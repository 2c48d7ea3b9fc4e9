use chrono::{DateTime, Utc};
use serde::{Deserialize, Serialize};

#[derive(Debug, Clone, Serialize, Deserialize)]
pub struct Call {
    pub id: i64,
    pub title: String,
    pub identifier: String,
    pub background: String,
    pub objectives: String,
    pub priority_areas: String,
    pub funding_details: String,
    pub timeline: String,
}

impl Call {
    /// Splits the raw priority-areas text on commas and newlines, trimmed,
    /// empties dropped.
    pub fn priority_area_list(&self) -> Vec<String> {
        self.priority_areas
            .replace('\n', ",")
            .split(',')
            .map(str::trim)
            .filter(|area| !area.is_empty())
            .map(str::to_string)
            .collect()
    }
}

#[derive(Debug, Clone, Copy, Serialize, Deserialize, PartialEq, Eq)]
pub enum ProposalStatus {
    UnderReview,
    Accepted,
    Rejected,
}

impl ProposalStatus {
    pub fn as_str(&self) -> &'static str {
        match self {
            Self::UnderReview => "Under Review",
            Self::Accepted => "Accepted",
            Self::Rejected => "Rejected",
        }
    }

    pub fn parse(value: &str) -> Option<Self> {
        match value {
            "Under Review" => Some(Self::UnderReview),
            "Accepted" => Some(Self::Accepted),
            "Rejected" => Some(Self::Rejected),
            _ => None,
        }
    }
}

impl std::fmt::Display for ProposalStatus {
    fn fmt(&self, formatter: &mut std::fmt::Formatter<'_>) -> std::fmt::Result {
        formatter.write_str(self.as_str())
    }
}

#[derive(Debug, Clone, Serialize, Deserialize)]
pub struct Proposal {
    pub id: i64,
    pub title: String,
    pub abstract_text: String,
    pub keywords: String,
    pub proposal_text: String,
    pub call_id: i64,
    pub status: ProposalStatus,
    pub submitted_by: Option<i64>,
}

#[derive(Debug, Clone, Serialize, Deserialize)]
pub struct Reviewer {
    pub id: i64,
    pub name: String,
    pub email: String,
    pub expertise: String,
    /// Plain text extracted once from the uploaded CV at registration time.
    pub cv_text: String,
}

#[derive(Debug, Clone, Serialize, Deserialize)]
pub struct Researcher {
    pub id: i64,
    pub name: String,
    pub email: String,
    pub expertise: String,
}

/// Persisted link between one proposal and one reviewer. At most one row
/// exists per (proposal, reviewer) pair; rows are owned by their proposal
/// and deleted with it.
#[derive(Debug, Clone, Serialize, Deserialize)]
pub struct Assignment {
    pub id: i64,
    pub proposal_id: i64,
    pub reviewer_id: i64,
    pub similarity_score: f32,
    pub explanation: String,
    pub anonymized: bool,
    pub created_at: DateTime<Utc>,
}

#[derive(Debug, Clone, Serialize, Deserialize)]
pub struct ReviewScore {
    pub id: i64,
    pub proposal_id: i64,
    pub reviewer_id: i64,
    pub originality: f32,
    pub methodology: f32,
    pub impact: f32,
    pub feasibility: f32,
    pub overall: f32,
    pub comments: String,
}

/// Free-text reviewing criteria attached to a call. `area` scopes the
/// entry to one of the call's priority areas; `None` applies call-wide.
#[derive(Debug, Clone, Serialize, Deserialize)]
pub struct ReviewCriteria {
    pub id: i64,
    pub call_id: i64,
    pub area: Option<String>,
    pub criteria: String,
}

/// One ranked candidate produced by the suggestion engine. Pure value —
/// persisting it as an [`Assignment`] is a separate, explicit confirm step.
#[derive(Debug, Clone, Serialize, Deserialize)]
pub struct ReviewerSuggestion {
    pub reviewer_id: i64,
    pub reviewer_name: String,
    /// Cosine similarity in [-1, 1] between the proposal signal and the
    /// reviewer's CV text.
    pub score: f32,
    pub matched_areas: Vec<String>,
    pub explanation: String,
}

#[derive(Debug, Clone, Default)]
pub struct NewCall {
    pub title: String,
    pub identifier: String,
    pub background: String,
    pub objectives: String,
    pub priority_areas: String,
    pub funding_details: String,
    pub timeline: String,
}

#[derive(Debug, Clone)]
pub struct NewReviewer {
    pub name: String,
    pub email: String,
    pub password: String,
    pub expertise: String,
    pub cv_text: String,
}

#[derive(Debug, Clone)]
pub struct NewResearcher {
    pub name: String,
    pub email: String,
    pub password: String,
    pub expertise: String,
}

#[derive(Debug, Clone)]
pub struct NewProposal {
    pub title: String,
    pub abstract_text: String,
    pub keywords: String,
    pub proposal_text: String,
    pub call_id: i64,
    pub submitted_by: Option<i64>,
}

#[derive(Debug, Clone)]
pub struct NewReview {
    pub proposal_id: i64,
    pub reviewer_id: i64,
    pub originality: f32,
    pub methodology: f32,
    pub impact: f32,
    pub feasibility: f32,
    pub comments: String,
}

#[derive(Debug, Clone, Copy, Serialize, Deserialize)]
pub struct DashboardStats {
    pub calls: usize,
    pub proposals: usize,
    pub reviewers: usize,
    pub assignments: usize,
}

#[cfg(test)]
mod tests {
    use super::{Call, ProposalStatus};

    fn call_with_areas(raw: &str) -> Call {
        Call {
            id: 1,
            title: "Climate Resilience".to_string(),
            identifier: "CR-2026".to_string(),
            background: String::new(),
            objectives: String::new(),
            priority_areas: raw.to_string(),
            funding_details: String::new(),
            timeline: String::new(),
        }
    }

    #[test]
    fn priority_areas_split_on_commas_and_newlines() {
        let call = call_with_areas("AI, Agriculture\nWater Security, ");
        assert_eq!(
            call.priority_area_list(),
            vec!["AI", "Agriculture", "Water Security"]
        );
    }

    #[test]
    fn priority_areas_empty_text_yields_no_areas() {
        let call = call_with_areas("  \n ");
        assert!(call.priority_area_list().is_empty());
    }

    #[test]
    fn proposal_status_round_trips_as_text() {
        for status in [
            ProposalStatus::UnderReview,
            ProposalStatus::Accepted,
            ProposalStatus::Rejected,
        ] {
            assert_eq!(ProposalStatus::parse(status.as_str()), Some(status));
        }
        assert_eq!(ProposalStatus::parse("Withdrawn"), None);
    }
}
◆ ◆ ◆ ◆
Required work:
Word for word, restate the whole of the material above.

Output below:
repository 2c48d7ea3b9fc4e9
use chrono::{DateTime, Utc};
use serde::{Deserialize, Serialize};

#[derive(Debug, Clone, Serialize, Deserialize)]
pub struct Call {
    pub id: i64,
    pub title: String,
    pub identifier: String,
    pub background: String,
    pub objectives: String,
    pub priority_areas: String,
    pub funding_details: String,
    pub timeline: String,
}

impl Call {
    /// Splits the raw priority-areas text on commas and newlines, trimmed,
    /// empties dropped.
    pub fn priority_area_list(&self) -> Vec<String> {
        self.priority_areas
            .replace('\n', ",")
            .split(',')
            .map(str::trim)
            .filter(|area| !area.is_empty())
            .map(str::to_string)
            .collect()
    }
}

#[derive(Debug, Clone, Copy, Serialize, Deserialize, PartialEq, Eq)]
pub enum ProposalStatus {
    UnderReview,
    Accepted,
    Rejected,
}

impl ProposalStatus {
    pub fn as_str(&self) -> &'static str {
        match self {
            Self::UnderReview => "Under Review",
            Self::Accepted => "Accepted",
            Self::Rejected => "Rejected",
        }
    }

    pub fn parse(value: &str) -> Option<Self> {
        match value {
            "Under Review" => Some(Self::UnderReview),
            "Accepted" => Some(Self::Accepted),
            "Rejected" => Some(Self::Rejected),
            _ => None,
        }
    }
}

impl std::fmt::Display for ProposalStatus {
    fn fmt(&self, formatter: &mut std::fmt::Formatter<'_>) -> std::fmt::Result {
        formatter.write_str(self.as_str())
    }
}

#[derive(Debug, Clone, Serialize, Deserialize)]
pub struct Proposal {
    pub id: i64,
    pub title: String,
    pub abstract_text: String,
    pub keywords: String,
    pub proposal_text: String,
    pub call_id: i64,
    pub status: ProposalStatus,
    pub submitted_by: Option<i64>,
}

#[derive(Debug, Clone, Serialize, Deserialize)]
pub struct Reviewer {
    pub id: i64,
    pub name: String,
    pub email: String,
    pub expertise: String,
    /// Plain text extracted once from the uploaded CV at registration time.
    pub cv_text: String,
}

#[derive(Debug, Clone, Serialize, Deserialize)]
pub struct Researcher {
    pub id: i64,
    pub name: String,
    pub email: String,
    pub expertise: String,
}

/// Persisted link between one proposal and one reviewer. At most one row
/// exists per (proposal, reviewer) pair; rows are owned by their proposal
/// and deleted with it.
#[derive(Debug, Clone, Serialize, Deserialize)]
pub struct Assignment {
    pub id: i64,
    pub proposal_id: i64,
    pub reviewer_id: i64,
    pub similarity_score: f32,
    pub explanation: String,
    pub anonymized: bool,
    pub created_at: DateTime<Utc>,
}

#[derive(Debug, Clone, Serialize, Deserialize)]
pub struct ReviewScore {
    pub id: i64,
    pub proposal_id: i64,
    pub reviewer_id: i64,
    pub originality: f32,
    pub methodology: f32,
    pub impact: f32,
    pub feasibility: f32,
    pub overall: f32,
    pub comments: String,
}

/// Free-text reviewing criteria attached to a call. `area` scopes the
/// entry to one of the call's priority areas; `None` applies call-wide.
#[derive(Debug, Clone, Serialize, Deserialize)]
pub struct ReviewCriteria {
    pub id: i64,
    pub call_id: i64,
    pub area: Option<String>,
    pub criteria: String,
}

/// One ranked candidate produced by the suggestion engine. Pure value —
/// persisting it as an [`Assignment`] is a separate, explicit confirm step.
#[derive(Debug, Clone, Serialize, Deserialize)]
pub struct ReviewerSuggestion {
    pub reviewer_id: i64,
    pub reviewer_name: String,
    /// Cosine similarity in [-1, 1] between the proposal signal and the
    /// reviewer's CV text.
    pub score: f32,
    pub matched_areas: Vec<String>,
    pub explanation: String,
}

#[derive(Debug, Clone, Default)]
pub struct NewCall {
    pub title: String,
    pub identifier: String,
    pub background: String,
    pub objectives: String,
    pub priority_areas: String,
    pub funding_details: String,
    pub timeline: String,
}

#[derive(Debug, Clone)]
pub struct NewReviewer {
    pub name: String,
    pub email: String,
    pub password: String,
    pub expertise: String,
    pub cv_text: String,
}

#[derive(Debug, Clone)]
pub struct NewResearcher {
    pub name: String,
    pub email: String,
    pub password: String,
    pub expertise: String,
}

#[derive(Debug, Clone)]
pub struct NewProposal {
    pub title: String,
    pub abstract_text: String,
    pub keywords: String,
    pub proposal_text: String,
    pub call_id: i64,
    pub submitted_by: Option<i64>,
}

#[derive(Debug, Clone)]
pub struct NewReview {
    pub proposal_id: i64,
    pub reviewer_id: i64,
    pub originality: f32,
    pub methodology: f32,
    pub impact: f32,
    pub feasibility: f32,
    pub comments: String,
}

#[derive(Debug, Clone, Copy, Serialize, Deserialize)]
pub struct DashboardStats {
    pub calls: usize,
    pub proposals: usize,
    pub reviewers: usize,
    pub assignments: usize,
}

#[cfg(test)]
mod tests {
    use super::{Call, ProposalStatus};

    fn call_with_areas(raw: &str) -> Call {
        Call {
            id: 1,
            title: "Climate Resilience".to_string(),
            identifier: "CR-2026".to_string(),
            background: String::new(),
            objectives: String::new(),
            priority_areas: raw.to_string(),
            funding_details: String::new(),
            timeline: String::new(),
        }
    }

    #[test]
    fn priority_areas_split_on_commas_and_newlines() {
        let call = call_with_areas("AI, Agriculture\nWater Security, ");
        assert_eq!(
            call.priority_area_list(),
            vec!["AI", "Agriculture", "Water Security"]
        );
    }

    #[test]
    fn priority_areas_empty_text_yields_no_areas() {
        let call = call_with_areas("  \n ");
        assert!(call.priority_area_list().is_empty());
    }

    #[test]
    fn proposal_status_round_trips_as_text() {
        for status in [
            ProposalStatus::UnderReview,
            ProposalStatus::Accepted,
            ProposalStatus::Rejected,
        ] {
            assert_eq!(ProposalStatus::parse(status.as_str()), Some(status));
        }
        assert_eq!(ProposalStatus::parse("Withdrawn"), None);
    }
}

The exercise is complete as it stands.